MSI doesn't use hvm_gsi_register_callback at all, since those are only
used for GSI interrupts. I should replace IRQ with GSI in the comment
above to make it clearer.

> It also doesn't seem logical to me, considering (yet to be made
> work) pass-through of devices or hot-unplugged ones, at which
> point Dom0 shouldn't retain IRQ bindings, I would think.

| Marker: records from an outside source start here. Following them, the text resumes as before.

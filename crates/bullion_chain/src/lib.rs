//! # Bullion Settlement Bridge
//!
//! Everything between the ledger and the vault contract.
//!
//! ## Architecture
//!
//! ```text
//! ┌─────────────────┐    Logs     ┌─────────────────┐          ┌─────────────────┐
//! │  BullionVault   │ ─────────▶  │ SettlementQueue │ ───────▶ │ SettlementSync  │ ──▶ Ledger
//! │  (Solidity)     │             │  (bounded)      │          │ (event id keys) │
//! └────────▲────────┘             └─────────────────┘          └─────────────────┘
//!          │ redeemExit(ticket, signature)
//!          │
//! ┌────────┴────────┐
//! │ Eip712Ticket    │ ◀── Ledger::withdraw_with_ticket
//! │ Signer          │
//! └─────────────────┘
//! ```
//!
//! No RPC client lives here: whatever indexes the chain feeds raw logs into
//! the queue.

#![deny(missing_docs)]
#![deny(unsafe_code)]
#![deny(clippy::all)]
#![warn(clippy::pedantic)]
#![deny(clippy::perf)]

pub mod contracts;
pub mod error;
pub mod events;
pub mod queue;
pub mod signer;
pub mod sync;

pub use contracts::{id_hash, ExitTicket as TypedExitTicket, IBullionVault};
pub use error::{ChainError, ChainResult};
pub use events::{EventParser, SettlementEvent, VaultTransfer};
pub use queue::{QueueStats, SettlementQueue};
pub use signer::{Eip712TicketSigner, SIGNATURE_LEN};
pub use sync::{SettlementSync, DEFAULT_PELLET_SHARE_BPS};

Hm, maybe. I think we are still very far from that. Right now GSIs are
bound to a PVH dom0 based on the unmasked vIO-APIC pins, and they are
never unbound. We could see about unbinding them, but TBH I would
expect a PVH dom0 to just mask the vIO-APIC pin when it has no
devices using it if those are unplugged.

Thanks, Roger.


^ permalink raw reply	[flat|nested] 51+ messages in thread

* Re: [PATCH v3 09/11] x86/vpt: switch interrupt injection model
  2021-03-31 10:33 ` [PATCH v3 09/11] x86/vpt: switch interrupt injection model Roger Pau Monne
@ 2021-04-14 10:28   ` Jan Beulich
  2021-04-14 13:37     ` Roger Pau Monné
  0 siblings, 1 reply; 51+ messages in thread
From: Jan Beulich @ 2021-04-14 10:28 UTC (permalink / raw)
  To: Roger Pau Monne
  Cc: Andrew Cooper, Wei Liu, Jun Nakajima, Kevin Tian, xen-devel

On 31.03.2021 12:33, Roger Pau Monne wrote:
> ---
>  xen/arch/x86/hvm/svm/intr.c   |   3 -
>  xen/arch/x86/hvm/vmx/intr.c   |  59 ------
>  xen/arch/x86/hvm/vpt.c        | 334 ++++++++++++++--------------------
>  xen/include/asm-x86/hvm/vpt.h |   5 +-
>  4 files changed, 143 insertions(+), 258 deletions(-)

Nice.

> @@ -285,189 +238,144 @@ static void pt_irq_fired(struct vcpu *v, struct periodic_time *pt)
>              list_del(&pt->list);
>          pt->on_list = false;
>          pt->pending_intr_nr = 0;
> +
> +        return;
>      }
> -    else if ( mode_is(v->domain, one_missed_tick_pending) ||
> -              mode_is(v->domain, no_missed_ticks_pending) )
> +
> +    if ( mode_is(v->domain, one_missed_tick_pending) ||
> +         mode_is(v->domain, no_missed_ticks_pending) )
>      {
> -        pt->last_plt_gtime = hvm_get_guest_time(v);
>          pt_process_missed_ticks(pt);
>          pt->pending_intr_nr = 0; /* 'collapse' all missed ticks */
> +    }
> +    else if ( !pt->pending_intr_nr )
> +        pt_process_missed_ticks(pt);

Did you lose a -- here? I.e. does the condition mean to match ...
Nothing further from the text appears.